Other researchers pooh-pooh such assertions and say that scientific findings have been decidedly mixed — with several studies finding no effects of violent video games on children and teens who play them.It goes on to say the research has positive and negative findings, but looks to more longitudinal studies that will look at effects on the same kids over time.
In addition, such critics say, when effects are observed in studies, they have little or no relevance to psychological states that trigger violence in real-life situations.
Generalizing from any single study to the whole population of is always suspect. Finding cause and effect relationships, when there are numerous other and often hard to determine factors in the environment is tricky. But if I had to put money down on what researchers will say in twenty years, I'd bet that they'll say something like:
- While the vast majority of kids who play violent video games may have immediate short term increases in aggressiveness, there is no danger that the games lead them to acts of illegal violence. However, for some small number of kids with psychological issues, insufficient parent supervision, and/or a variety of other compounding factors, the games can lead to a greater likelihood of committing violent acts. [Don't quote this without the caveat above]
Also, most of the people who have committed mass murders in the last 30 years, didn't play violent video games as kids, because they weren't around.
While I personally could live very happily in a world without violent video games, I still don't think that banning them would significantly reduce the number of mass shootings.
Antonin Scalia Gave Game Makers First Amendment Rights
Let's see now. If I recall correctly, Scalia is considered one the most conservative members of the US Supreme Court. Yet in 2011 he wrote the opinion that rejected the California (that home of Hollywood and many video games) law that restricted children's access to violent video games. From the LA Times:
“Scalia dispatched all of the major arguments for the law. A technical but vital issue was whether the court must look at the law with "strict scrutiny," the practice in other free-speech cases. Scalia answered yes, meaning that the law had to serve a compelling state interest and be narrowly tailored to meet that purpose. Scalia found no such interest in the protection of children from imaginary violence. He ridiculed studies relied on by the state to show a link between playing video games and aggression in children. Referring to one expert, Scalia said that "he admits that the same effects have been found when children watch cartoons starring Bugs Bunny or the Road Runner."”
Other Issues
NRA vice president LaPierre's statement Friday is an interesting basis for doctoral dissertations in a number of fields from linguistics to criminal justice to media. That was my realization as I started to review it Friday. A quick analysis just wasn't in the cards. But I hope to make a number of smaller posts, like this one, from it.

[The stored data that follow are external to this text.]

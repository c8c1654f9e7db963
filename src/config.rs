use serde::{Deserialize, Serialize};
use std::path::{Path, PathBuf};
use thiserror::Error;

pub const DEFAULT_BACKEND_URL: &str = "http://127.0.0.1:8000";
pub const DEFAULT_CATALOG_URL: &str = "https://www.themealdb.com/api/json/v1/1/";

#[derive(Error, Debug)]
pub enum ConfigError {
    #[error("Cannot read config file {path}: {source}")]
    Io {
        path: PathBuf,
        #[source]
        source: std::io::Error,
    },

    #[error("Invalid config file {path}: {source}")]
    Parse {
        path: PathBuf,
        #[source]
        source: toml::de::Error,
    },
}

impl ConfigError {
    pub fn user_message(&self) -> String {
        match self {
            ConfigError::Io { path, .. } => format!("Could not read {}", path.display()),
            ConfigError::Parse { path, source } => {
                format!("{} is not valid TOML: {}", path.display(), source.message())
            }
        }
    }
}

/// Runtime settings. Every key is optional in the file.
#[derive(Debug, Clone, PartialEq, Eq, Serialize, Deserialize)]
#[serde(default)]
pub struct Settings {
    pub backend_url: String,
    pub catalog_url: String,
    /// Recipes requested by the explore view when no category is active.
    pub random_count: usize,
    pub request_timeout_secs: u64,
    pub log_file: Option<PathBuf>,
    pub log_level: String,
}

impl Default for Settings {
    fn default() -> Self {
        Self {
            backend_url: DEFAULT_BACKEND_URL.to_string(),
            catalog_url: DEFAULT_CATALOG_URL.to_string(),
            random_count: 12,
            request_timeout_secs: 30,
            log_file: None,
            log_level: "info".to_string(),
        }
    }
}

fn project_dirs() -> Option<directories::ProjectDirs> {
    directories::ProjectDirs::from("com", "clickandcook", "click-and-cook")
}

/// `config.toml` in the platform config directory.
pub fn config_path() -> Option<PathBuf> {
    project_dirs().map(|dirs| dirs.config_dir().join("config.toml"))
}

/// Log file used when neither the config nor the CLI names one.
pub fn default_log_path() -> PathBuf {
    project_dirs()
        .map(|dirs| dirs.cache_dir().join("click-and-cook.log"))
        .unwrap_or_else(|| std::env::temp_dir().join("click-and-cook.log"))
}

impl Settings {
    /// Load from the default location; a missing file yields defaults.
    pub fn load() -> Result<Self, ConfigError> {
        match config_path() {
            Some(path) if path.exists() => Self::load_from(&path),
            _ => Ok(Self::default()),
        }
    }

    pub fn load_from(path: &Path) -> Result<Self, ConfigError> {
        let text = std::fs::read_to_string(path).map_err(|source| ConfigError::Io {
            path: path.to_path_buf(),
            source,
        })?;
        toml::from_str(&text).map_err(|source| ConfigError::Parse {
            path: path.to_path_buf(),
            source,
        })
    }

    pub fn log_path(&self) -> PathBuf {
        self.log_file.clone().unwrap_or_else(default_log_path)
    }

    pub fn level_filter(&self) -> log::LevelFilter {
        self.log_level
            .parse()
            .unwrap_or(log::LevelFilter::Info)
    }
}
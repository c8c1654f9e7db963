use crate::recipe::{
    CategoriesEnvelope, Category, MealsEnvelope, Recipe, RecipeDraft, RecipeId,
};
use async_trait::async_trait;
use log::{debug, info};
use reqwest::{Client, Method, Url};
use serde::Deserialize;
use std::time::Duration;
use thiserror::Error;

/// Text shown when a write reply carries neither `message` nor `detail`.
pub const MISSING_MESSAGE: &str = "The server did not return a message.";

/// Errors talking to either HTTP collaborator.
#[derive(Error, Debug)]
pub enum ApiError {
    #[error("Invalid base URL {url}: {reason}")]
    InvalidBaseUrl { url: String, reason: String },

    #[error("HTTP request error: {0}")]
    Http(#[from] reqwest::Error),

    #[error("Malformed response: {0}")]
    Decode(#[from] serde_json::Error),
}

impl ApiError {
    /// Short message suitable for the status line.
    pub fn user_message(&self) -> String {
        match self {
            ApiError::InvalidBaseUrl { url, .. } => format!("Bad backend address: {}", url),
            ApiError::Http(e) if e.is_timeout() => "The server took too long to answer".to_string(),
            ApiError::Http(e) if e.is_connect() => "Could not reach the server".to_string(),
            ApiError::Http(e) => match e.status() {
                Some(status) => format!("Server answered {}", status),
                None => format!("Network error: {}", e),
            },
            ApiError::Decode(_) => "The server sent something unexpected".to_string(),
        }
    }
}

/// Reply of a write endpoint. Non-2xx replies are still replies.
#[derive(Debug, Clone, PartialEq, Eq)]
pub struct Reply {
    pub status: u16,
    pub message: Option<String>,
    pub detail: Option<String>,
}

impl Reply {
    pub fn is_ok(&self) -> bool {
        (200..300).contains(&self.status)
    }

    /// `message`, else `detail`, else a fixed line.
    pub fn text(&self) -> &str {
        self.message
            .as_deref()
            .or(self.detail.as_deref())
            .unwrap_or(MISSING_MESSAGE)
    }
}

#[derive(Debug, Default, Deserialize)]
struct ReplyBody {
    #[serde(default)]
    message: Option<String>,
    // FastAPI puts validation errors in a list here; only strings are shown.
    #[serde(default)]
    detail: Option<serde_json::Value>,
}

/// Everything the view controller needs from the local backend.
#[async_trait]
pub trait RecipeApi: Send + Sync {
    async fn random_recipes(&self, count: usize) -> Result<Vec<Recipe>, ApiError>;
    async fn recipes_by_category(&self, category: &str) -> Result<Vec<Recipe>, ApiError>;
    async fn recipe_details(&self, id: &RecipeId) -> Result<Option<Recipe>, ApiError>;
    async fn categories(&self) -> Result<Vec<Category>, ApiError>;
    async fn my_recipes(&self) -> Result<Vec<Recipe>, ApiError>;
    async fn save_favorite(&self, id: &RecipeId) -> Result<Reply, ApiError>;
    async fn delete_favorite(&self, id: &RecipeId) -> Result<Reply, ApiError>;
    async fn add_recipe(&self, draft: &RecipeDraft) -> Result<Reply, ApiError>;
    async fn update_recipe(&self, id: &str, draft: &RecipeDraft) -> Result<Reply, ApiError>;
}

/// Resolve `base` + path segments, percent-encoding each segment.
pub(crate) fn join_segments(base: &Url, segments: &[&str]) -> Result<Url, ApiError> {
    let mut url = base.clone();
    url.path_segments_mut()
        .map_err(|_| ApiError::InvalidBaseUrl {
            url: base.to_string(),
            reason: "cannot be a base".to_string(),
        })?
        .pop_if_empty()
        .extend(segments);
    Ok(url)
}

pub(crate) fn parse_base(url: &str) -> Result<Url, ApiError> {
    Url::parse(url).map_err(|e| ApiError::InvalidBaseUrl {
        url: url.to_string(),
        reason: e.to_string(),
    })
}

pub(crate) fn build_client(timeout: Duration) -> Result<Client, ApiError> {
    Ok(Client::builder()
        .user_agent(concat!("click-and-cook/", env!("CARGO_PKG_VERSION")))
        .timeout(timeout)
        .build()?)
}

/// reqwest client for the local backend.
pub struct HttpBackend {
    client: Client,
    base: Url,
}

impl HttpBackend {
    pub fn new(base_url: &str, timeout: Duration) -> Result<Self, ApiError> {
        Ok(Self {
            client: build_client(timeout)?,
            base: parse_base(base_url)?,
        })
    }

    async fn get_json<T: serde::de::DeserializeOwned>(
        &self,
        segments: &[&str],
    ) -> Result<T, ApiError> {
        let url = join_segments(&self.base, segments)?;
        debug!("GET {}", url);
        let bytes = self
            .client
            .get(url)
            .send()
            .await?
            .error_for_status()?
            .bytes()
            .await?;
        Ok(serde_json::from_slice(&bytes)?)
    }

    async fn write(
        &self,
        method: Method,
        segments: &[&str],
        body: Option<&RecipeDraft>,
    ) -> Result<Reply, ApiError> {
        let url = join_segments(&self.base, segments)?;
        info!("{} {}", method, url);
        let mut request = self.client.request(method, url);
        if let Some(body) = body {
            request = request.json(body);
        }
        let response = request.send().await?;
        let status = response.status().as_u16();
        let bytes = response.bytes().await?;
        let body: ReplyBody = serde_json::from_slice(&bytes)?;
        Ok(Reply {
            status,
            message: body.message,
            detail: body.detail.and_then(|d| d.as_str().map(str::to_string)),
        })
    }
}

#[async_trait]
impl RecipeApi for HttpBackend {
    async fn random_recipes(&self, count: usize) -> Result<Vec<Recipe>, ApiError> {
        let count = count.to_string();
        let env: MealsEnvelope = self.get_json(&["recipes", "random", &count]).await?;
        Ok(env.into_recipes())
    }

    async fn recipes_by_category(&self, category: &str) -> Result<Vec<Recipe>, ApiError> {
        let env: MealsEnvelope = self.get_json(&["recipes", "category", category]).await?;
        Ok(env.into_recipes())
    }

    async fn recipe_details(&self, id: &RecipeId) -> Result<Option<Recipe>, ApiError> {
        let env: MealsEnvelope = self.get_json(&["recipe", id.as_str()]).await?;
        Ok(env.into_recipes().into_iter().next())
    }

    async fn categories(&self) -> Result<Vec<Category>, ApiError> {
        let env: CategoriesEnvelope = self.get_json(&["categories"]).await?;
        Ok(env.into_categories())
    }

    async fn my_recipes(&self) -> Result<Vec<Recipe>, ApiError> {
        let env: MealsEnvelope = self.get_json(&["my-recipes"]).await?;
        Ok(env.into_recipes())
    }

    async fn save_favorite(&self, id: &RecipeId) -> Result<Reply, ApiError> {
        self.write(Method::POST, &["my-recipes", id.as_str()], None).await
    }

    async fn delete_favorite(&self, id: &RecipeId) -> Result<Reply, ApiError> {
        self.write(Method::DELETE, &["my-recipes", id.as_str()], None).await
    }

    async fn add_recipe(&self, draft: &RecipeDraft) -> Result<Reply, ApiError> {
        self.write(Method::POST, &["add-recipe"], Some(draft)).await
    }

    async fn update_recipe(&self, id: &str, draft: &RecipeDraft) -> Result<Reply, ApiError> {
        self.write(Method::PUT, &["user-recipe", id], Some(draft)).await
    }
}

#[cfg(test)]
mod tests {
    use super::*;
    use axum::{
        Json, Router,
        extract::{Path, State},
        http::{StatusCode, Uri},
        routing::{get, post, put},
    };
    use serde_json::{Value, json};
    use std::sync::{Arc, Mutex};

    type Seen = Arc<Mutex<Vec<String>>>;

    fn record(seen: &Seen, line: String) {
        seen.lock().unwrap().push(line);
    }

    async fn meals(State(seen): State<Seen>, uri: Uri) -> Json<Value> {
        record(&seen, format!("GET {}", uri.path()));
        Json(json!({ "meals": [
            { "idMeal": "52772", "strMeal": "Teriyaki Chicken", "strCategory": "Chicken" }
        ]}))
    }

    async fn no_meals(State(seen): State<Seen>, uri: Uri) -> Json<Value> {
        record(&seen, format!("GET {}", uri.path()));
        Json(json!({ "meals": null }))
    }

    async fn categories(State(seen): State<Seen>) -> Json<Value> {
        record(&seen, "GET /categories".to_string());
        Json(json!({ "categories": [{ "strCategory": "Beef" }, { "strCategory": "Dessert" }] }))
    }

    async fn save(State(seen): State<Seen>, Path(id): Path<String>) -> Json<Value> {
        record(&seen, format!("POST /my-recipes/{}", id));
        Json(json!({ "message": "Saved." }))
    }

    async fn remove(State(seen): State<Seen>, Path(id): Path<String>) -> Json<Value> {
        record(&seen, format!("DELETE /my-recipes/{}", id));
        Json(json!({ "message": "Removed." }))
    }

    async fn add(State(seen): State<Seen>, Json(body): Json<Value>) -> Json<Value> {
        record(&seen, format!("POST /add-recipe {}", body));
        Json(json!({ "message": "Added.", "recipe_id": "abc" }))
    }

    async fn update(
        State(seen): State<Seen>,
        Path(id): Path<String>,
        Json(body): Json<Value>,
    ) -> (StatusCode, Json<Value>) {
        record(&seen, format!("PUT /user-recipe/{} {}", id, body["name"]));
        (StatusCode::NOT_FOUND, Json(json!({ "detail": "Recipe not found." })))
    }

    async fn serve() -> (HttpBackend, Seen) {
        let seen: Seen = Arc::new(Mutex::new(Vec::new()));
        let router = Router::new()
            .route("/recipes/random/:count", get(meals))
            .route("/recipes/category/:name", get(meals))
            .route("/recipe/:id", get(no_meals))
            .route("/categories", get(categories))
            .route("/my-recipes", get(meals))
            .route("/my-recipes/:id", post(save).delete(remove))
            .route("/add-recipe", post(add))
            .route("/user-recipe/:id", put(update))
            .with_state(seen.clone());

        let listener = tokio::net::TcpListener::bind("127.0.0.1:0").await.unwrap();
        let addr = listener.local_addr().unwrap();
        tokio::spawn(async move {
            axum::serve(listener, router).await.unwrap();
        });

        let backend =
            HttpBackend::new(&format!("http://{}", addr), Duration::from_secs(5)).unwrap();
        (backend, seen)
    }

    fn draft() -> RecipeDraft {
        RecipeDraft {
            name: "Pancakes".to_string(),
            category: "Breakfast".to_string(),
            image_url: String::new(),
            instructions: "Mix and fry.".to_string(),
            ingredients: "2 eggs\n1 cup flour".to_string(),
        }
    }

    #[tokio::test]
    async fn test_read_endpoints() {
        let (backend, seen) = serve().await;

        let random = backend.random_recipes(12).await.unwrap();
        assert_eq!(random.len(), 1);
        assert_eq!(random[0].name, "Teriyaki Chicken");

        backend.recipes_by_category("Side Dish").await.unwrap();
        backend.my_recipes().await.unwrap();
        let detail = backend.recipe_details(&RecipeId::new("1")).await.unwrap();
        assert!(detail.is_none());

        let cats = backend.categories().await.unwrap();
        assert_eq!(cats.len(), 2);

        let seen = seen.lock().unwrap().clone();
        assert_eq!(
            seen,
            vec![
                "GET /recipes/random/12",
                "GET /recipes/category/Side%20Dish",
                "GET /my-recipes",
                "GET /recipe/1",
                "GET /categories",
            ]
        );
    }

    #[tokio::test]
    async fn test_write_endpoints() {
        let (backend, seen) = serve().await;

        let reply = backend.save_favorite(&RecipeId::new("52772")).await.unwrap();
        assert!(reply.is_ok());
        assert_eq!(reply.text(), "Saved.");

        let reply = backend
            .delete_favorite(&RecipeId::new("local-abc"))
            .await
            .unwrap();
        assert_eq!(reply.text(), "Removed.");

        let reply = backend.add_recipe(&draft()).await.unwrap();
        assert_eq!(reply.text(), "Added.");

        let reply = backend.update_recipe("abc", &draft()).await.unwrap();
        assert!(!reply.is_ok());
        assert_eq!(reply.status, 404);
        assert_eq!(reply.text(), "Recipe not found.");

        let seen = seen.lock().unwrap().clone();
        assert_eq!(seen[0], "POST /my-recipes/52772");
        assert_eq!(seen[1], "DELETE /my-recipes/local-abc");
        let sent: Value =
            serde_json::from_str(seen[2].trim_start_matches("POST /add-recipe ")).unwrap();
        assert_eq!(sent["ingredients"], "2 eggs\n1 cup flour");
        assert_eq!(sent["name"], "Pancakes");
        assert_eq!(seen[3], "PUT /user-recipe/abc \"Pancakes\"");
    }

    #[tokio::test]
    async fn test_unreachable_backend_is_an_error() {
        let backend = HttpBackend::new("http://127.0.0.1:9", Duration::from_secs(2)).unwrap();
        let err = backend.categories().await.unwrap_err();
        assert!(matches!(err, ApiError::Http(_)));
    }

    #[test]
    fn test_reply_text_fallbacks() {
        let reply = Reply { status: 200, message: Some("ok".into()), detail: Some("d".into()) };
        assert_eq!(reply.text(), "ok");
        let reply = Reply { status: 500, message: None, detail: Some("boom".into()) };
        assert_eq!(reply.text(), "boom");
        assert!(!reply.is_ok());
        let reply = Reply { status: 200, message: None, detail: None };
        assert_eq!(reply.text(), MISSING_MESSAGE);
    }

    #[test]
    fn test_invalid_base_url() {
        let err = HttpBackend::new("not a url", Duration::from_secs(1)).err().unwrap();
        assert!(matches!(err, ApiError::InvalidBaseUrl { .. }));
        assert!(err.user_message().contains("not a url"));
    }

    #[test]
    fn test_join_segments_keeps_base_path() {
        let base = parse_base("https://www.themealdb.com/api/json/v1/1/").unwrap();
        let url = join_segments(&base, &["lookup.php"]).unwrap();
        assert_eq!(url.as_str(), "https://www.themealdb.com/api/json/v1/1/lookup.php");
    }
}
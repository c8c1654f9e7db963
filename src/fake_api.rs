use crate::api::{ApiError, RecipeApi, Reply};
use crate::recipe::{Category, Recipe, RecipeDraft, RecipeId};
use async_trait::async_trait;
use std::collections::HashMap;
use std::sync::Mutex;
use std::time::Duration;

/// In-memory backend that records every call as `METHOD /path`.
pub struct FakeApi {
    state: Mutex<FakeState>,
}

struct FakeState {
    random: Vec<Recipe>,
    by_category: HashMap<String, Vec<Recipe>>,
    category_delay: HashMap<String, Duration>,
    details: HashMap<RecipeId, Recipe>,
    detail_delay: HashMap<RecipeId, Duration>,
    categories: Vec<Category>,
    mine: Vec<Recipe>,
    reply: Reply,
    fail_reads: bool,
    fail_writes: bool,
    calls: Vec<String>,
    drafts: Vec<(String, RecipeDraft)>,
}

impl Default for FakeApi {
    fn default() -> Self {
        Self {
            state: Mutex::new(FakeState {
                random: Vec::new(),
                by_category: HashMap::new(),
                category_delay: HashMap::new(),
                details: HashMap::new(),
                detail_delay: HashMap::new(),
                categories: Vec::new(),
                mine: Vec::new(),
                reply: Reply {
                    status: 200,
                    message: Some("OK".to_string()),
                    detail: None,
                },
                fail_reads: false,
                fail_writes: false,
                calls: Vec::new(),
                drafts: Vec::new(),
            }),
        }
    }
}

/// Minimal recipe for fixtures.
pub fn recipe(id: &str, name: &str) -> Recipe {
    Recipe {
        id: RecipeId::new(id),
        name: name.to_string(),
        image_url: String::new(),
        category: String::new(),
        area: None,
        instructions: String::new(),
        ingredients: Vec::new(),
    }
}

fn broken() -> ApiError {
    let err = serde_json::from_str::<serde_json::Value>("{").unwrap_err();
    ApiError::Decode(err)
}

impl FakeApi {
    fn with<T>(&self, f: impl FnOnce(&mut FakeState) -> T) -> T {
        f(&mut self.state.lock().unwrap())
    }

    pub fn set_random(&self, recipes: Vec<Recipe>) {
        self.with(|s| s.random = recipes);
    }

    pub fn set_category(&self, name: &str, recipes: Vec<Recipe>) {
        self.with(|s| s.by_category.insert(name.to_string(), recipes));
    }

    pub fn delay_category(&self, name: &str, delay: Duration) {
        self.with(|s| s.category_delay.insert(name.to_string(), delay));
    }

    pub fn set_categories(&self, names: &[&str]) {
        self.with(|s| {
            s.categories = names
                .iter()
                .map(|n| Category {
                    name: n.to_string(),
                    description: None,
                })
                .collect()
        });
    }

    pub fn set_detail(&self, recipe: Recipe) {
        self.with(|s| s.details.insert(recipe.id.clone(), recipe));
    }

    pub fn delay_detail(&self, id: &str, delay: Duration) {
        self.with(|s| s.detail_delay.insert(RecipeId::new(id), delay));
    }

    pub fn set_mine(&self, recipes: Vec<Recipe>) {
        self.with(|s| s.mine = recipes);
    }

    pub fn set_reply(&self, status: u16, message: Option<&str>, detail: Option<&str>) {
        self.with(|s| {
            s.reply = Reply {
                status,
                message: message.map(str::to_string),
                detail: detail.map(str::to_string),
            }
        });
    }

    pub fn fail_reads(&self) {
        self.with(|s| s.fail_reads = true);
    }

    pub fn fail_writes(&self) {
        self.with(|s| s.fail_writes = true);
    }

    pub fn calls(&self) -> Vec<String> {
        self.with(|s| s.calls.clone())
    }

    pub fn clear_calls(&self) {
        self.with(|s| {
            s.calls.clear();
            s.drafts.clear();
        });
    }

    pub fn drafts(&self) -> Vec<(String, RecipeDraft)> {
        self.with(|s| s.drafts.clone())
    }

    fn read<T>(&self, call: String, f: impl FnOnce(&FakeState) -> T) -> Result<T, ApiError> {
        self.with(|s| {
            s.calls.push(call);
            if s.fail_reads { Err(broken()) } else { Ok(f(s)) }
        })
    }

    fn write(&self, call: String, draft: Option<&RecipeDraft>) -> Result<Reply, ApiError> {
        self.with(|s| {
            if let Some(draft) = draft {
                s.drafts.push((call.clone(), draft.clone()));
            }
            s.calls.push(call);
            if s.fail_writes {
                Err(broken())
            } else {
                Ok(s.reply.clone())
            }
        })
    }
}

#[async_trait]
impl RecipeApi for FakeApi {
    async fn random_recipes(&self, count: usize) -> Result<Vec<Recipe>, ApiError> {
        self.read(format!("GET /recipes/random/{}", count), |s| s.random.clone())
    }

    async fn recipes_by_category(&self, category: &str) -> Result<Vec<Recipe>, ApiError> {
        let delay = self.with(|s| s.category_delay.get(category).copied());
        if let Some(delay) = delay {
            tokio::time::sleep(delay).await;
        }
        self.read(format!("GET /recipes/category/{}", category), |s| {
            s.by_category.get(category).cloned().unwrap_or_default()
        })
    }

    async fn recipe_details(&self, id: &RecipeId) -> Result<Option<Recipe>, ApiError> {
        let delay = self.with(|s| s.detail_delay.get(id).copied());
        if let Some(delay) = delay {
            tokio::time::sleep(delay).await;
        }
        self.read(format!("GET /recipe/{}", id), |s| s.details.get(id).cloned())
    }

    async fn categories(&self) -> Result<Vec<Category>, ApiError> {
        self.read("GET /categories".to_string(), |s| s.categories.clone())
    }

    async fn my_recipes(&self) -> Result<Vec<Recipe>, ApiError> {
        self.read("GET /my-recipes".to_string(), |s| s.mine.clone())
    }

    async fn save_favorite(&self, id: &RecipeId) -> Result<Reply, ApiError> {
        self.write(format!("POST /my-recipes/{}", id), None)
    }

    async fn delete_favorite(&self, id: &RecipeId) -> Result<Reply, ApiError> {
        self.write(format!("DELETE /my-recipes/{}", id), None)
    }

    async fn add_recipe(&self, draft: &RecipeDraft) -> Result<Reply, ApiError> {
        self.write("POST /add-recipe".to_string(), Some(draft))
    }

    async fn update_recipe(&self, id: &str, draft: &RecipeDraft) -> Result<Reply, ApiError> {
        self.write(format!("PUT /user-recipe/{}", id), Some(draft))
    }
}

I would also add on this topic - violent video games - that LaPierre's attack on video games might have had some persuasive power had he:
- Not convicted them ("a callous, corrupt and corrupting shadow industry that sells, and sows, violence against its own people."), but simply raised the legitimate questions that should be raised.
- Had not blamed them and a number of others (violent movies, politicians, the media, etc.) yet exonerated the one item without which these mass murders couldn't have happened as horrifically as they have - the guns that were used in them. They are the single factor that is linked, without any question, to all the mass killings. And, of course, had he not so emphatically exonerated the NRA.
[I accidentally hit the publish button before this was finished and then deleted it. On some blogs the link stayed up. Sorry if you had trouble finding it.]